Myth #1: vitamins and supplements cure disease.
Fact: vitamins and supplements can help prevent disease, help cure diseases, and help reduce the effects of disease; but vitamins and supplements alone cannot cure the disease. No one who is seriously ill should ever take vitamins in place of prescribed medication or medical care. For example, if you have a history of cancer in your family, you might need to take beta carotene to prevent the disease before you have any signs of it.
Myth#2: vitamins and supplements are not medication.
Fact: Even though there are many people who take vitamins and supplements seriously, there are others who think they are like candy, and don’t feel they have a big influence. The truth here lies somewhere in the middle. Although technically vitamins and supplements are not drugs, when taken in the right doses, they can have the same quality.
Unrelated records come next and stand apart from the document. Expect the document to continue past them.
//! Sub-project entity type - a phase of work within a project

use serde::{Deserialize, Serialize};

use crate::core::entity::{Entity, ProjectStatus};
use crate::core::identity::{EntityId, EntityPrefix};

/// A sub-project (e.g., "Frame Restoration", "Wheel Building")
#[derive(Debug, Clone, PartialEq, Serialize, Deserialize)]
pub struct SubProject {
    /// Unique identifier
    pub id: EntityId,

    /// Owning project
    pub project_id: EntityId,

    pub title: String,

    #[serde(default, skip_serializing_if = "String::is_empty")]
    pub description: String,

    #[serde(default)]
    pub status: ProjectStatus,

    #[serde(default, skip_serializing_if = "Option::is_none")]
    pub estimated_hours: Option<f64>,

    #[serde(default, skip_serializing_if = "Option::is_none")]
    pub actual_hours: Option<f64>,
}

impl Entity for SubProject {
    const PREFIX: &'static str = "SUB";

    fn id(&self) -> &EntityId {
        &self.id
    }

    fn title(&self) -> &str {
        &self.title
    }
}

impl SubProject {
    /// Create a new not-started sub-project with a generated ID
    pub fn new(project_id: EntityId, title: String) -> Self {
        Self {
            id: EntityId::new(EntityPrefix::Sub),
            project_id,
            title,
            description: String::new(),
            status: ProjectStatus::NotStarted,
            estimated_hours: None,
            actual_hours: None,
        }
    }

    /// Actual minus estimated hours, when both are known
    pub fn hours_variance(&self) -> Option<f64> {
        match (self.estimated_hours, self.actual_hours) {
            (Some(est), Some(act)) => Some(act - est),
            _ => None,
        }
    }
}

#[cfg(test)]
mod tests {
    use super::*;

    #[test]
    fn test_sub_project_variance() {
        let mut sub = SubProject::new(EntityId::from("1"), "Frame Restoration".to_string());
        assert_eq!(sub.hours_variance(), None);

        sub.estimated_hours = Some(8.0);
        sub.actual_hours = Some(10.0);
        assert_eq!(sub.hours_variance(), Some(2.0));
    }

    #[test]
    fn test_sub_project_yaml() {
        let yaml = "id: '2'\nproject_id: '1'\ntitle: Drivetrain Overhaul\nstatus: in-progress\nestimated_hours: 6\n";
        let sub: SubProject = serde_yml::from_str(yaml).unwrap();
        assert_eq!(sub.status, ProjectStatus::InProgress);
        assert_eq!(sub.estimated_hours, Some(6.0));
        assert_eq!(sub.actual_hours, None);
    }
}
//! Entity identity: opaque string IDs, with type-prefixed ULIDs for new records

use serde::{Deserialize, Serialize};
use std::fmt;
use std::str::FromStr;
use thiserror::Error;
use ulid::Ulid;

/// Entity type prefixes
#[derive(Debug, Clone, Copy, PartialEq, Eq, Hash, Serialize, Deserialize)]
#[serde(rename_all = "UPPERCASE")]
pub enum EntityPrefix {
    /// Restoration project
    Proj,
    /// Part tracked against a project
    Part,
    /// Sub-project (a phase of work within a project)
    Sub,
    /// Photo (project gallery or inspiration)
    Photo,
}

impl EntityPrefix {
    /// Get the string representation of the prefix
    pub fn as_str(&self) -> &'static str {
        match self {
            EntityPrefix::Proj => "PROJ",
            EntityPrefix::Part => "PART",
            EntityPrefix::Sub => "SUB",
            EntityPrefix::Photo => "PHOTO",
        }
    }

    /// Get all valid prefixes
    pub fn all() -> &'static [EntityPrefix] {
        &[
            EntityPrefix::Proj,
            EntityPrefix::Part,
            EntityPrefix::Sub,
            EntityPrefix::Photo,
        ]
    }
}

impl fmt::Display for EntityPrefix {
    fn fmt(&self, f: &mut fmt::Formatter<'_>) -> fmt::Result {
        write!(f, "{}", self.as_str())
    }
}

impl FromStr for EntityPrefix {
    type Err = IdParseError;

    fn from_str(s: &str) -> Result<Self, Self::Err> {
        match s.to_uppercase().as_str() {
            "PROJ" => Ok(EntityPrefix::Proj),
            "PART" => Ok(EntityPrefix::Part),
            "SUB" => Ok(EntityPrefix::Sub),
            "PHOTO" => Ok(EntityPrefix::Photo),
            _ => Err(IdParseError::InvalidPrefix(s.to_string())),
        }
    }
}

/// An opaque entity identifier
///
/// Any non-empty string is a valid ID. Freshly created entities get a
/// `<PREFIX>-<ULID>` value so IDs never collide across a session.
#[derive(Debug, Clone, PartialEq, Eq, Hash, PartialOrd, Ord)]
pub struct EntityId(String);

impl EntityId {
    /// Create a new unique EntityId with the given prefix
    pub fn new(prefix: EntityPrefix) -> Self {
        Self(format!("{}-{}", prefix, Ulid::new()))
    }

    /// Parse an EntityId from a string
    pub fn parse(s: &str) -> Result<Self, IdParseError> {
        s.parse()
    }

    pub fn as_str(&self) -> &str {
        &self.0
    }

    /// The type prefix, if this ID was generated with one
    pub fn prefix(&self) -> Option<EntityPrefix> {
        self.0
            .split_once('-')
            .and_then(|(prefix, _)| prefix.parse().ok())
    }
}

impl fmt::Display for EntityId {
    fn fmt(&self, f: &mut fmt::Formatter<'_>) -> fmt::Result {
        f.write_str(&self.0)
    }
}

impl FromStr for EntityId {
    type Err = IdParseError;

    fn from_str(s: &str) -> Result<Self, Self::Err> {
        let trimmed = s.trim();
        if trimmed.is_empty() {
            return Err(IdParseError::Empty);
        }
        Ok(Self(trimmed.to_string()))
    }
}

impl From<&str> for EntityId {
    fn from(s: &str) -> Self {
        Self(s.to_string())
    }
}

impl Serialize for EntityId {
    fn serialize<S>(&self, serializer: S) -> Result<S::Ok, S::Error>
    where
        S: serde::Serializer,
    {
        serializer.serialize_str(&self.0)
    }
}

impl<'de> Deserialize<'de> for EntityId {
    fn deserialize<D>(deserializer: D) -> Result<Self, D::Error>
    where
        D: serde::Deserializer<'de>,
    {
        let s = String::deserialize(deserializer)?;
        s.parse().map_err(serde::de::Error::custom)
    }
}

/// Errors that can occur when parsing entity IDs
#[derive(Debug, Error)]
pub enum IdParseError {
    #[error("invalid entity prefix: '{0}' (valid: PROJ, PART, SUB, PHOTO)")]
    InvalidPrefix(String),

    #[error("entity ID cannot be empty")]
    Empty,
}
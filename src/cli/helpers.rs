//! Shared helper functions for CLI commands

use chrono::{Local, NaiveDate};
use console::{style, StyledObject};

use crate::core::entity::{PartStatus, ProjectStatus};
use crate::core::money::{format_currency, Cost};

/// Today's date in local time
pub fn today() -> NaiveDate {
    Local::now().date_naive()
}

/// Truncate a string to `max_len` characters, adding "..." if truncated
pub fn truncate_str(s: &str, max_len: usize) -> String {
    if s.chars().count() <= max_len {
        s.to_string()
    } else {
        let kept: String = s.chars().take(max_len.saturating_sub(3)).collect();
        format!("{}...", kept)
    }
}

/// Escape a string for CSV output (RFC 4180)
pub fn escape_csv(s: &str) -> String {
    if s.contains(',') || s.contains('"') || s.contains('\n') {
        format!("\"{}\"", s.replace('"', "\"\""))
    } else {
        s.to_string()
    }
}

/// Display a cost: numbers get the currency symbol, text is shown as entered
pub fn format_cost(cost: &Cost, symbol: &str) -> String {
    match cost {
        Cost::Amount(amount) => format_currency(*amount, symbol),
        Cost::Text(text) => text.trim().to_string(),
    }
}

pub fn format_date(date: Option<NaiveDate>) -> String {
    date.map(|d| d.format("%Y-%m-%d").to_string())
        .unwrap_or_else(|| "-".to_string())
}

/// Hours without a trailing ".0"
pub fn format_hours(hours: Option<f64>) -> String {
    match hours {
        Some(h) if h.fract() == 0.0 => format!("{}h", h as i64),
        Some(h) => format!("{:.1}h", h),
        None => "-".to_string(),
    }
}

/// The first `limit` items plus how many were left out
pub fn preview<T>(items: &[T], limit: usize) -> (&[T], usize) {
    let shown = items.len().min(limit);
    (&items[..shown], items.len() - shown)
}

pub fn style_project_status(status: ProjectStatus) -> StyledObject<&'static str> {
    let s = status.as_str();
    match status {
        ProjectStatus::NotStarted => style(s).dim(),
        ProjectStatus::InProgress => style(s).cyan(),
        ProjectStatus::Completed => style(s).green(),
        ProjectStatus::OnHold => style(s).yellow(),
    }
}

pub fn style_part_status(status: PartStatus) -> StyledObject<&'static str> {
    let s = status.as_str();
    match status {
        PartStatus::Needed => style(s).red(),
        PartStatus::Ordered => style(s).yellow(),
        PartStatus::Received => style(s).cyan(),
        PartStatus::Installed => style(s).green(),
    }
}

#[cfg(test)]
mod tests {
    use super::*;

    #[test]
    fn test_truncate_str() {
        assert_eq!(truncate_str("hello", 10), "hello");
        assert_eq!(truncate_str("hello world", 8), "hello...");
        assert_eq!(truncate_str("hi", 2), "hi");
        assert_eq!(truncate_str("Cinelli Stem – 110mm", 10), "Cinelli...");
    }

    #[test]
    fn test_escape_csv() {
        assert_eq!(escape_csv("simple"), "simple");
        assert_eq!(escape_csv("Wheels & Tires"), "Wheels & Tires");
        assert_eq!(escape_csv("$1,024.00"), "\"$1,024.00\"");
        assert_eq!(escape_csv("with\"quote"), "\"with\"\"quote\"");
    }

    #[test]
    fn test_format_cost() {
        assert_eq!(format_cost(&Cost::Amount(450.0), "$"), "$450.00");
        assert_eq!(format_cost(&Cost::from("$24.99"), "€"), "$24.99");
        assert_eq!(format_cost(&Cost::default(), "$"), "");
    }

    #[test]
    fn test_format_hours() {
        assert_eq!(format_hours(Some(8.0)), "8h");
        assert_eq!(format_hours(Some(2.5)), "2.5h");
        assert_eq!(format_hours(None), "-");
    }

    #[test]
    fn test_preview() {
        let items = [1, 2, 3, 4, 5, 6, 7];
        let (shown, more) = preview(&items, 5);
        assert_eq!(shown, &[1, 2, 3, 4, 5]);
        assert_eq!(more, 2);
        assert_eq!(preview(&items[..2], 5).1, 0);
    }
}
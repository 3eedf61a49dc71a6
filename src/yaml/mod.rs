//! YAML parsing with miette diagnostics

pub mod diagnostics;

pub use diagnostics::{YamlError, YamlSyntaxError};

use serde::de::DeserializeOwned;
use std::path::Path;

/// Parse YAML text, attributing errors to `filename`
pub fn parse_yaml_str<T: DeserializeOwned>(source: &str, filename: &str) -> Result<T, YamlError> {
    serde_yml::from_str(source)
        .map_err(|e| YamlSyntaxError::from_serde_error(&e, source, filename).into())
}

/// Read and parse a YAML file
pub fn parse_yaml_file<T: DeserializeOwned>(path: &Path) -> Result<T, YamlError> {
    let display = path.display().to_string();
    let source = std::fs::read_to_string(path).map_err(|source| YamlError::Io {
        path: display.clone(),
        source,
    })?;
    tracing::debug!(path = %path.display(), bytes = source.len(), "parsing yaml");
    parse_yaml_str(&source, &display)
}
//! `velo export` command - Print the whole catalog
//!
//! The YAML output uses the same layout `--catalog` reads, so an export can
//! be edited and loaded back.

use miette::Result;

use crate::cli::commands::utils::print_structured;
use crate::cli::{GlobalOpts, OutputFormat, Session};

#[derive(clap::Args, Debug)]
pub struct ExportArgs {}

pub fn run(_args: ExportArgs, global: &GlobalOpts) -> Result<()> {
    let session = Session::open(global)?;
    let format = match session.format_or(OutputFormat::Yaml) {
        OutputFormat::Json => OutputFormat::Json,
        OutputFormat::Yaml => OutputFormat::Yaml,
        other => {
            return Err(miette::miette!(
                help = "Use --format yaml or --format json",
                "Export does not support the {:?} format",
                other
            ))
        }
    };
    print_structured(&session.catalog, format)?;
    Ok(())
}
Routine studies conducted by researchers with higher doses of vitamins and supplements indicate that these dosage forms can have almost the same results as the original drugs.
Myth#3: You cannot consume too many vitamins and supplements.
Facts: This is definitely false. There are several vitamins and supplements that could be deadly when taken in high doses or for too long a period of time. Other additional overdoses can cause milder medical complications such as diarrhea, abdominal pain, and difficulty sleeping. Taken together in large doses, a number of vitamins will also cancel each other out. For example, too much extra zinc can zap the effects of any copper you might be taking.
Myth#4: vitamins are all the same.
Facts: Just for the circumstance that a substance is labeled “Vitamin C” does not mean that it will have the same potency as every other “Vitamin C” on the shelf. For example, researchers question whether synthetic vitamin C is as practical as vitamin C produced from rosehip or other natural substances. vitamins come in so multiple different forms and from so multiple different sources that it is critical to read the label and also to be an educated shopper. In this way, you will get the vitamins you need in the right form and potential.
Myth#5: Everything on the label is true.
Fact: Many manufacturers make claims based on research or information that is not single to make sales. If the label on a vitamin or a supplement makes claims that do not sound believable, then they possibly are not. multiple of these claims are made so that the price could be jacked way up in order for the manufacturer to make a immense profit. Save your money. Only for the situation that the supplement bills are twice as much as the others, does not mean it will work better.
Myth#6: vitamins and supplements can alternative healthy eating.
Fact: You can’t live with junk food and take daily supplements and think it will do anything. If you eat nothing but junk food and take a multivitamin every day, the only thing that it will do for you is make you feel less guilty about your bad eating habit. Supplements are just what they say: supplements for healthy eating. They are directly not a replacement for it.